### Brief
Locate the line that contains "let sequences = SequenceRecords::from_json_str(sequence_json)?;" in the entries below, then repeat it and every following line through the line that contains "pub fn is_running(&self, track: Track)", exactly, and no others.

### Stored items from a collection
────────────────────

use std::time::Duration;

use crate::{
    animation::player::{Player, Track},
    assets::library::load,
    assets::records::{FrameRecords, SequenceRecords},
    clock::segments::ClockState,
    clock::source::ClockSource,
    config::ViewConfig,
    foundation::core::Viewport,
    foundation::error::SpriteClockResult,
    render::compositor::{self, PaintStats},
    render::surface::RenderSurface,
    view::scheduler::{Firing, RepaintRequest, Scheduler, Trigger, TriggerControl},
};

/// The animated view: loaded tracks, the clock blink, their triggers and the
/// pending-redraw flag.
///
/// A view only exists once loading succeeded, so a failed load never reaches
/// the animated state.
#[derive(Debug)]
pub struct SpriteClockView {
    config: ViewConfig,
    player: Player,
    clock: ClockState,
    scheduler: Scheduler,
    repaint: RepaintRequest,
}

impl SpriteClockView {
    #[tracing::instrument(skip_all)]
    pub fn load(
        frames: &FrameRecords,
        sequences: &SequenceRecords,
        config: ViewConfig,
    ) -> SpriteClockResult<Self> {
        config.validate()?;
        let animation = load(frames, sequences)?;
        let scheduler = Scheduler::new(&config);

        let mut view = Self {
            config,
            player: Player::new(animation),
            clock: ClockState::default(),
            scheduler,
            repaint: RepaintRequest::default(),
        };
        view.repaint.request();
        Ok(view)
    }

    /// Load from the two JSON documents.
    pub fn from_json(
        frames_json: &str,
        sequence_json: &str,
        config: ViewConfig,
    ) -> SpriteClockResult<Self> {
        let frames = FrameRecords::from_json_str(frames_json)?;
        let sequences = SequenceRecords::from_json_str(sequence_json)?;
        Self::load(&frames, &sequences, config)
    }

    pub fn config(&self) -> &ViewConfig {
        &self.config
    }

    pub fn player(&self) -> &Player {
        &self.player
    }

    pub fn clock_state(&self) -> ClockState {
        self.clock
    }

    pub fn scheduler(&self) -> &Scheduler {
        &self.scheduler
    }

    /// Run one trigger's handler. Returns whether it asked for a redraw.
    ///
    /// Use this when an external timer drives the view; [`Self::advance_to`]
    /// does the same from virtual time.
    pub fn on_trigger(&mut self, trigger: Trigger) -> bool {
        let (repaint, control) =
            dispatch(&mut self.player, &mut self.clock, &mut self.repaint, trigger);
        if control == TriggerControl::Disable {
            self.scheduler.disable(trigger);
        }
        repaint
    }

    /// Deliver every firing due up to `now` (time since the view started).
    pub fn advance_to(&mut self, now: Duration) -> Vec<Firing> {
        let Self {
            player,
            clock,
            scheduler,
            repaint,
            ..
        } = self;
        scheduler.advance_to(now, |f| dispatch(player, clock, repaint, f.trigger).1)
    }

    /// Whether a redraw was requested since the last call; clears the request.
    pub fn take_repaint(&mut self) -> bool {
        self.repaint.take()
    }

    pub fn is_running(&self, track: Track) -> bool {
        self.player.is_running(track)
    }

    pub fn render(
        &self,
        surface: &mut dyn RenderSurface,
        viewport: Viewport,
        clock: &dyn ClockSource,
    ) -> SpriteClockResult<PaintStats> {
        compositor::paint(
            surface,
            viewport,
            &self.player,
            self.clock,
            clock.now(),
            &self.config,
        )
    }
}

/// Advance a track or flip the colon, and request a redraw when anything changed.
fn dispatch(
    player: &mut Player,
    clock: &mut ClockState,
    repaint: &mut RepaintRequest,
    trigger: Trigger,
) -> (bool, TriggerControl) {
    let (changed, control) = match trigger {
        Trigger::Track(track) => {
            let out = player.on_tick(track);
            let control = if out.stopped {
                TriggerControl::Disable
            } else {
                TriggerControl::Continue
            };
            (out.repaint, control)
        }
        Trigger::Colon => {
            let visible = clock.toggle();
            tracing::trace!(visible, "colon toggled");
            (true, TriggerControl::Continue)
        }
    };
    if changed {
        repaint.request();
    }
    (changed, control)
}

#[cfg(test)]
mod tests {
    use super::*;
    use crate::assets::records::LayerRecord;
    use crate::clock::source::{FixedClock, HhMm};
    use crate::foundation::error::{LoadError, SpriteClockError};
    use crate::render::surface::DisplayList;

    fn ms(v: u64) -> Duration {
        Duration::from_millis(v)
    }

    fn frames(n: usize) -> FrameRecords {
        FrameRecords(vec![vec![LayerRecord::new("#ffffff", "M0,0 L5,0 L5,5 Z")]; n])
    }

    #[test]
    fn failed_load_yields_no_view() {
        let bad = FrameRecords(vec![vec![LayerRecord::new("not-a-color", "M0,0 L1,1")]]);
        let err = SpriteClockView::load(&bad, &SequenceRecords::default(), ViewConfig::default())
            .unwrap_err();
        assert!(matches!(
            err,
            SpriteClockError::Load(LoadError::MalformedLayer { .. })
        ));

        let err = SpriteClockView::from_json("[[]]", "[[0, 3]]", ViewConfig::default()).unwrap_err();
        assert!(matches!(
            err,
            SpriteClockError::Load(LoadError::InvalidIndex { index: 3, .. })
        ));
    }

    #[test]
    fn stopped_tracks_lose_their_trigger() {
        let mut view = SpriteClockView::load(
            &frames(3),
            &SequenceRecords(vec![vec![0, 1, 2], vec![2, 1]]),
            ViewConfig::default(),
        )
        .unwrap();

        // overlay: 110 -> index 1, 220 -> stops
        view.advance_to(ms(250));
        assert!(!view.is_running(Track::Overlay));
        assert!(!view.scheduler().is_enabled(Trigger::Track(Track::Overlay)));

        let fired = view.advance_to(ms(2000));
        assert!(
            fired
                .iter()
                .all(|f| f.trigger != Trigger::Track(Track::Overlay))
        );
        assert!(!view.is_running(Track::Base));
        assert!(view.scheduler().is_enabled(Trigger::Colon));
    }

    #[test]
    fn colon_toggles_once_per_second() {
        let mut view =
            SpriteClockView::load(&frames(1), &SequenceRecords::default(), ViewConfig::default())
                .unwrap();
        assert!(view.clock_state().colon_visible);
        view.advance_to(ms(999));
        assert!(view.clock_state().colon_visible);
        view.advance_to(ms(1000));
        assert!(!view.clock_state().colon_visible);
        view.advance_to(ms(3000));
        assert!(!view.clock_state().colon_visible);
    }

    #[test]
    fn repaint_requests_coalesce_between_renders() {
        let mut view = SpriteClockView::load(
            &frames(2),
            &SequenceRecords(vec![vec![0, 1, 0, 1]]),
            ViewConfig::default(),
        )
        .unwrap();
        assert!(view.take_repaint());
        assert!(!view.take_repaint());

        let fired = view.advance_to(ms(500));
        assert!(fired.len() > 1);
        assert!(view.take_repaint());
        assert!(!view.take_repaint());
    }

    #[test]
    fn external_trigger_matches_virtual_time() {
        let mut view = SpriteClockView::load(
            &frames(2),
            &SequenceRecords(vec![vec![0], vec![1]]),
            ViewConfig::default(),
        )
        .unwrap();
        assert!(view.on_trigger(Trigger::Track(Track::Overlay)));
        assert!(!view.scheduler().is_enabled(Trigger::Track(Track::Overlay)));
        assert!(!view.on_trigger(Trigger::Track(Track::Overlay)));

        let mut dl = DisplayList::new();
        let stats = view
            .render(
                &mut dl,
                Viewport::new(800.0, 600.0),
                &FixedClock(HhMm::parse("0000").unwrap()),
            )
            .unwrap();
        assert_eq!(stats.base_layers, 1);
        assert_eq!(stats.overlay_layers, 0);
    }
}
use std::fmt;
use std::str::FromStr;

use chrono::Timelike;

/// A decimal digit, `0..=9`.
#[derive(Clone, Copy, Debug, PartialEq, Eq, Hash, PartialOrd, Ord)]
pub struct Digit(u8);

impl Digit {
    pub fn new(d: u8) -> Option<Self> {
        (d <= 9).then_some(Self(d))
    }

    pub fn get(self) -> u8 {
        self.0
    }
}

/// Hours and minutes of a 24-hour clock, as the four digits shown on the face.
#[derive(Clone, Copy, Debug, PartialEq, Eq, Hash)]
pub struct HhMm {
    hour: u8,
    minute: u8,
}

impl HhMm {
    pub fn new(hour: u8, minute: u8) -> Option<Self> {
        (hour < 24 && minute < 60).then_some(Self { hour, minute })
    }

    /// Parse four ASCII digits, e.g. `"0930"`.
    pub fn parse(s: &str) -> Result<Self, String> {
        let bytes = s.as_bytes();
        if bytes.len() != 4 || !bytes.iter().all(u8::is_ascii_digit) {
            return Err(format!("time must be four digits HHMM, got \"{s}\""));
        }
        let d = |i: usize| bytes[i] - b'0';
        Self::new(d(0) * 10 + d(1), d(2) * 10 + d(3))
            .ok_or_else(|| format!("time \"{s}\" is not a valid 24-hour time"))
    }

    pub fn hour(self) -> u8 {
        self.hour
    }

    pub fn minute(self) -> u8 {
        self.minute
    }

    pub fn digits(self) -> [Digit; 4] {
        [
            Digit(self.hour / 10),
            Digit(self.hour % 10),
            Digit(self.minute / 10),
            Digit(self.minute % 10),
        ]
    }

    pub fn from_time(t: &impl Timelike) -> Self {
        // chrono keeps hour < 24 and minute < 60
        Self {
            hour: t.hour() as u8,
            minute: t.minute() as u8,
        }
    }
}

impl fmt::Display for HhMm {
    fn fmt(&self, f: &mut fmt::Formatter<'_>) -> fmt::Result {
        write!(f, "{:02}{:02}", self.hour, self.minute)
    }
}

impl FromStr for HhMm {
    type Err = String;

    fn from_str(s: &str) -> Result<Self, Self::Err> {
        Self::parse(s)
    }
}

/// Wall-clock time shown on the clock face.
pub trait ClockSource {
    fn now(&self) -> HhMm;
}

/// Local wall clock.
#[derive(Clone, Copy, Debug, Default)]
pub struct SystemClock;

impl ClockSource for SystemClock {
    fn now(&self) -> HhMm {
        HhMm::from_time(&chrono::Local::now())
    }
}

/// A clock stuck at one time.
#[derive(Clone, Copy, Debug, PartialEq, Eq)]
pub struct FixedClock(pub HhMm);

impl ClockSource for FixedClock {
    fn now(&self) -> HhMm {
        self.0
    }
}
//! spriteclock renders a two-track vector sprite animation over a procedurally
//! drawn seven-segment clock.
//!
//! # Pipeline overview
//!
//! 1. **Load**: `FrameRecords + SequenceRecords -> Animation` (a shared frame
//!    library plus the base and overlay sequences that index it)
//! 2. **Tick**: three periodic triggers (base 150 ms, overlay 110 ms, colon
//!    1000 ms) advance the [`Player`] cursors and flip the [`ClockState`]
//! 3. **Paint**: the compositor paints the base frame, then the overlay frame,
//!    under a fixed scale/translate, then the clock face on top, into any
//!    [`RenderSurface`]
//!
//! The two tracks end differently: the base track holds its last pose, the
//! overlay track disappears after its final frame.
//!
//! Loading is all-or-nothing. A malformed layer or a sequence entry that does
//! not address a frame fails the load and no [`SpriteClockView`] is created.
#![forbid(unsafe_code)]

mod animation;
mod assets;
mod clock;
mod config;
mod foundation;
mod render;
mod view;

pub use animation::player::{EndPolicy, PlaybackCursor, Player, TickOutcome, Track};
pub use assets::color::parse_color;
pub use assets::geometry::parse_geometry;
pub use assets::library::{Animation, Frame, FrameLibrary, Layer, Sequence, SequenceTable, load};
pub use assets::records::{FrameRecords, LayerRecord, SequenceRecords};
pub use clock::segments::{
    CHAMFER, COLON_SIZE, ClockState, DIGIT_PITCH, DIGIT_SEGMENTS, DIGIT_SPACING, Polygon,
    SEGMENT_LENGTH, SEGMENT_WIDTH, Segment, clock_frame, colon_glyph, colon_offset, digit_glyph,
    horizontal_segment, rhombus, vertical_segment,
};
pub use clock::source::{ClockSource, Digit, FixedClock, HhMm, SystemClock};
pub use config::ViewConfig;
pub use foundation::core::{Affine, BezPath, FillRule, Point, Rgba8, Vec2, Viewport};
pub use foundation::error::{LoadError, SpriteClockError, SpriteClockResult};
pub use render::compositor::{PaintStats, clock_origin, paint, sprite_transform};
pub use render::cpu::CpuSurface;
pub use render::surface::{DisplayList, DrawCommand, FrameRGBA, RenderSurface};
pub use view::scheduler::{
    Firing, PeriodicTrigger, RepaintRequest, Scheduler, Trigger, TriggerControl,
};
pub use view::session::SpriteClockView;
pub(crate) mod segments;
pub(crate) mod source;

────────────────────

### Solved problem
        let sequences = SequenceRecords::from_json_str(sequence_json)?;
        Self::load(&frames, &sequences, config)
    }

    pub fn config(&self) -> &ViewConfig {
        &self.config
    }

    pub fn player(&self) -> &Player {
        &self.player
    }

    pub fn clock_state(&self) -> ClockState {
        self.clock
    }

    pub fn scheduler(&self) -> &Scheduler {
        &self.scheduler
    }

    /// Run one trigger's handler. Returns whether it asked for a redraw.
    ///
    /// Use this when an external timer drives the view; [`Self::advance_to`]
    /// does the same from virtual time.
    pub fn on_trigger(&mut self, trigger: Trigger) -> bool {
        let (repaint, control) =
            dispatch(&mut self.player, &mut self.clock, &mut self.repaint, trigger);
        if control == TriggerControl::Disable {
            self.scheduler.disable(trigger);
        }
        repaint
    }

    /// Deliver every firing due up to `now` (time since the view started).
    pub fn advance_to(&mut self, now: Duration) -> Vec<Firing> {
        let Self {
            player,
            clock,
            scheduler,
            repaint,
            ..
        } = self;
        scheduler.advance_to(now, |f| dispatch(player, clock, repaint, f.trigger).1)
    }

    /// Whether a redraw was requested since the last call; clears the request.
    pub fn take_repaint(&mut self) -> bool {
        self.repaint.take()
    }

    pub fn is_running(&self, track: Track) -> bool {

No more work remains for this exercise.